The Role of Neuronal Synchronization in Response Selection: A Biologically Plausible Theory of Structured Representations in the Visual Cortex
Journal of Cognitive Neuroscience (1996) 8 (6): 603–625.
Published: 01 November 1996
AbstractView article PDF
Recent experimental results in the visual cortex of cats and monkeys have suggested an important role for synchronization of neuronal activity on a millisecond time scale. Synchronization has been found to occur selectively between neuronal responses to related image components. This suggests that not only the firing rates of neurons but also the relative timing of their action potentials is used as a coding dimension. Thus, a powerful relational code would be available, in addition to the rate code, for the representation of perceptual objects. This could alleviate difficulties in the simultaneous representation of multiple objects. In this article we present a set of theoretical arguments and predictions concerning the mechanisms that could group neurons responding to related image components into coherently active aggregates. Synchrony is likely to be mediated by synchronizing connections; we introduce the concept of an interaction skeleton to refer to the subset of synchronizing connections that are rendered effective by a particular stimulus configuration. If the image is segmented into objects, these objects can typically be segmented further into their constituent parts. The synchronization behavior of neurons that represent the various image components may accurately reflect this hierarchical clustering.

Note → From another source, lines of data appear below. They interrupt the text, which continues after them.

use std::time::Duration;

/// Fixed-interval retry policy for forwarding.
///
/// Unlike an exponential backoff, every retry waits the same interval.
#[derive(Debug, Clone, Copy, PartialEq, Eq)]
pub struct RetryPolicy {
    max_attempts: u32,
    interval: Duration,
}

impl RetryPolicy {
    pub const DEFAULT_MAX_ATTEMPTS: u32 = 3;
    pub const DEFAULT_INTERVAL: Duration = Duration::from_secs(60);

    /// `max_attempts` counts the first attempt, and is raised to at least one.
    pub fn new(max_attempts: u32, interval: Duration) -> Self {
        Self {
            max_attempts: max_attempts.max(1),
            interval,
        }
    }

    pub fn max_attempts(&self) -> u32 {
        self.max_attempts
    }

    /// Delay before the next attempt after `attempts_made` failures, or
    /// `None` once the budget is spent.
    pub fn next_delay(&self, attempts_made: u32) -> Option<Duration> {
        if attempts_made >= self.max_attempts {
            None
        } else {
            Some(self.interval)
        }
    }
}

impl Default for RetryPolicy {
    fn default() -> Self {
        Self::new(Self::DEFAULT_MAX_ATTEMPTS, Self::DEFAULT_INTERVAL)
    }
}

#[cfg(test)]
mod tests {
    use super::*;

    #[test]
    fn test_default_policy() {
        let policy = RetryPolicy::default();

        assert_eq!(policy.max_attempts(), 3);
        assert_eq!(policy.next_delay(1), Some(Duration::from_secs(60)));
        assert_eq!(policy.next_delay(2), Some(Duration::from_secs(60)));
        assert_eq!(policy.next_delay(3), None);
    }

    #[test]
    fn test_at_least_one_attempt() {
        let policy = RetryPolicy::new(0, Duration::from_millis(10));
        assert_eq!(policy.max_attempts(), 1);
        assert_eq!(policy.next_delay(1), None);
    }

    #[test]
    fn test_total_wait_is_bounded() {
        let policy = RetryPolicy::default();
        let total: Duration = (1..)
            .map_while(|attempt| policy.next_delay(attempt))
            .sum();
        assert_eq!(total, Duration::from_secs(120));
    }
}
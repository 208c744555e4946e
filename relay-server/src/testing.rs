//! Test helpers: signed requests, a relay on a real socket, a throwaway
//! downstream target and captured logs.

use std::convert::Infallible;
use std::io;
use std::net::SocketAddr;
use std::sync::atomic::{AtomicU32, Ordering};
use std::sync::{Arc, Mutex};
use std::time::Duration;

use axum::{
    body::Body,
    extract::State,
    http::{header::CONTENT_TYPE, HeaderMap, Request, StatusCode},
    Router,
};
use bytes::Bytes;
use tokio::net::TcpListener;
use tracing_subscriber::fmt::MakeWriter;
use url::Url;

use crate::forward::{DeliveryProcessor, Forwarder, RetryPolicy};
use crate::web::envelope::{Delivery, DeliveryEnvelope, EVENT_HEADER, SIGNATURE_HEADER};
use crate::web::handlers::{router, AppState};
use crate::web::registry::SecretRegistry;
use crate::web::server::{serve, ConnectionLimits};
use crate::web::signature::{compute_signature, format_signature_header, SignatureVerifier};

/// Build a POST request to `path` signed with `secret`.
pub(crate) fn signed_request(path: &str, secret: &[u8], body: &[u8]) -> Request<Body> {
    Request::builder()
        .method("POST")
        .uri(path)
        .header(SIGNATURE_HEADER, format_signature_header(&compute_signature(secret, body)))
        .header(CONTENT_TYPE, "application/json")
        .header("content-length", body.len())
        .header(EVENT_HEADER, "push")
        .body(Body::from(body.to_vec()))
        .unwrap()
}

/// Run a signed request through the full validation pipeline.
pub(crate) async fn signed_delivery(secret: &[u8], body: &[u8]) -> Delivery {
    let (parts, _) = signed_request("/testa/", secret, body).into_parts();
    let remote: SocketAddr = "192.0.2.1:40000".parse().unwrap();

    let chunk = Bytes::copy_from_slice(body);
    DeliveryEnvelope::validate_header(&parts, remote)
        .unwrap()
        .read_body(futures::stream::iter([Ok::<_, Infallible>(chunk)]))
        .await
        .unwrap()
        .authenticate(&SignatureVerifier::new(secret))
        .unwrap()
}

/// A URL on localhost that nothing listens on.
pub(crate) async fn unused_local_url() -> Url {
    let listener = TcpListener::bind("127.0.0.1:0").await.unwrap();
    let addr = listener.local_addr().unwrap();
    drop(listener);
    Url::parse(&format!("http://{addr}/")).unwrap()
}

/// The relay listening on a local port, with `/testa/` signed by `A` and
/// `/testb/` signed by `B`.
pub(crate) struct RelayServer {
    addr: SocketAddr,
}

impl RelayServer {
    pub(crate) fn addr(&self) -> SocketAddr {
        self.addr
    }

    pub(crate) fn url(&self, path: &str) -> Url {
        Url::parse(&format!("http://{}{path}", self.addr)).unwrap()
    }
}

/// Start the relay on `127.0.0.1:0`, forwarding to `target` when given.
pub(crate) async fn start_relay(target: Option<Url>, limits: ConnectionLimits) -> RelayServer {
    let registry = SecretRegistry::from_secrets([("testa", "A"), ("testb", "B")]).unwrap();
    let processor = match target {
        Some(url) => DeliveryProcessor::Forward(
            Forwarder::new(
                url,
                Duration::from_secs(2),
                RetryPolicy::new(3, Duration::from_millis(10)),
            )
            .unwrap(),
        ),
        None => DeliveryProcessor::LogOnly,
    };
    let app = router(AppState::new(registry, processor, Duration::from_secs(5)));

    let listener = TcpListener::bind("127.0.0.1:0").await.unwrap();
    let addr = listener.local_addr().unwrap();
    tokio::spawn(serve(listener, app, limits, std::future::pending()));

    RelayServer { addr }
}

/// JSON log lines written while the guard from [`capture_logs`] is alive.
#[derive(Clone, Default)]
pub(crate) struct CapturedLogs(Arc<Mutex<Vec<u8>>>);

impl CapturedLogs {
    pub(crate) fn contents(&self) -> String {
        String::from_utf8_lossy(&self.0.lock().unwrap()).into_owned()
    }
}

impl io::Write for CapturedLogs {
    fn write(&mut self, buf: &[u8]) -> io::Result<usize> {
        self.0.lock().unwrap().extend_from_slice(buf);
        Ok(buf.len())
    }

    fn flush(&mut self) -> io::Result<()> {
        Ok(())
    }
}

impl<'a> MakeWriter<'a> for CapturedLogs {
    type Writer = CapturedLogs;

    fn make_writer(&'a self) -> Self::Writer {
        self.clone()
    }
}

/// Route this thread's events into a buffer, formatted like production logs.
/// Only reliable on the current-thread runtime `#[tokio::test]` uses.
pub(crate) fn capture_logs() -> (tracing::subscriber::DefaultGuard, CapturedLogs) {
    let logs = CapturedLogs::default();
    let subscriber = tracing_subscriber::fmt()
        .json()
        .flatten_event(true)
        .with_writer(logs.clone())
        .finish();
    (tracing::subscriber::set_default(subscriber), logs)
}

#[derive(Debug, Clone)]
pub(crate) struct Received {
    pub body: Bytes,
    pub content_type: Option<String>,
    pub event: Option<String>,
}

struct TargetState {
    failures: u32,
    hits: AtomicU32,
    received: Mutex<Vec<Received>>,
}

/// Downstream target that answers 500 to its first `failures` requests and
/// 200 afterwards.
pub(crate) struct TargetServer {
    addr: SocketAddr,
    state: Arc<TargetState>,
}

impl TargetServer {
    pub(crate) async fn start(failures: u32) -> Self {
        let state = Arc::new(TargetState {
            failures,
            hits: AtomicU32::new(0),
            received: Mutex::new(Vec::new()),
        });

        let app = Router::new()
            .fallback(record)
            .with_state(Arc::clone(&state));

        let listener = TcpListener::bind("127.0.0.1:0").await.unwrap();
        let addr = listener.local_addr().unwrap();
        tokio::spawn(async move {
            axum::serve(listener, app).await.unwrap();
        });

        Self { addr, state }
    }

    pub(crate) fn url(&self) -> Url {
        Url::parse(&format!("http://{}/", self.addr)).unwrap()
    }

    pub(crate) fn hits(&self) -> u32 {
        self.state.hits.load(Ordering::SeqCst)
    }

    pub(crate) fn received(&self) -> Vec<Received> {
        self.state.received.lock().unwrap().clone()
    }

    /// Poll for up to a second until at least `n` requests arrived.
    pub(crate) async fn wait_for_hits(&self, n: u32) -> bool {
        for _ in 0..100 {
            if self.hits() >= n {
                return true;
            }
            tokio::time::sleep(Duration::from_millis(10)).await;
        }
        self.hits() >= n
    }
}

async fn record(
    State(state): State<Arc<TargetState>>,
    headers: HeaderMap,
    body: Bytes,
) -> StatusCode {
    let header = |name: &str| {
        headers
            .get(name)
            .and_then(|v| v.to_str().ok())
            .map(str::to_owned)
    };

    state.received.lock().unwrap().push(Received {
        body,
        content_type: header(CONTENT_TYPE.as_str()),
        event: header(EVENT_HEADER),
    });

    let hit = state.hits.fetch_add(1, Ordering::SeqCst) + 1;
    if hit <= state.failures {
        StatusCode::INTERNAL_SERVER_ERROR
    } else {
        StatusCode::OK
    }
}
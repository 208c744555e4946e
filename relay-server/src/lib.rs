//! Hookrelay - signed webhook receiver.
//!
//! Accepts webhook deliveries signed with `X-Hub-Signature-256`, checks them
//! against the secret registered for the receiving path, and relays the
//! accepted ones to an optional downstream target.
//!
//! ## Architecture
//!
//! ```text
//! POST /<path>/ → SecretRegistry → DeliveryEnvelope → read body → 202 → verify → DeliveryProcessor
//! ```

pub mod config;
pub mod error;
pub mod forward;
pub mod web;

#[cfg(test)]
pub(crate) mod testing;

// Re-export commonly used types
pub use config::Config;
pub use error::{ConfigError, EnvelopeError, ForwardError};
pub use forward::{DeliveryProcessor, ForwardOutcome, Forwarder, RetryPolicy};
pub use web::{AppState, SecretRegistry, SignatureVerifier};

We propose that the range of synchronizing interactions is a dynamic parameter of the cortical network, so that the grain of the resultant grouping process may be adapted to the actual behavioral requirements. It can be argued that different aspects of purposeful behavior rely on separable processes by which sensory input is transformed into adjustments of motor activity. Indeed, neurophysiological evidence has suggested separate processing streams originating in the primary visual cortex for object identification and sensorimotor coordination. However, such a separation calls for a mechanism that avoids interference effects in the presence of multiple objects, or when multiple motor programs are simultaneously prepared. In this article we suggest that synchronization between responses of neurons in both the visual cortex and in areas that are involved in response selection and execution might allow for a selective routing of sensory information to the appropriate motor program.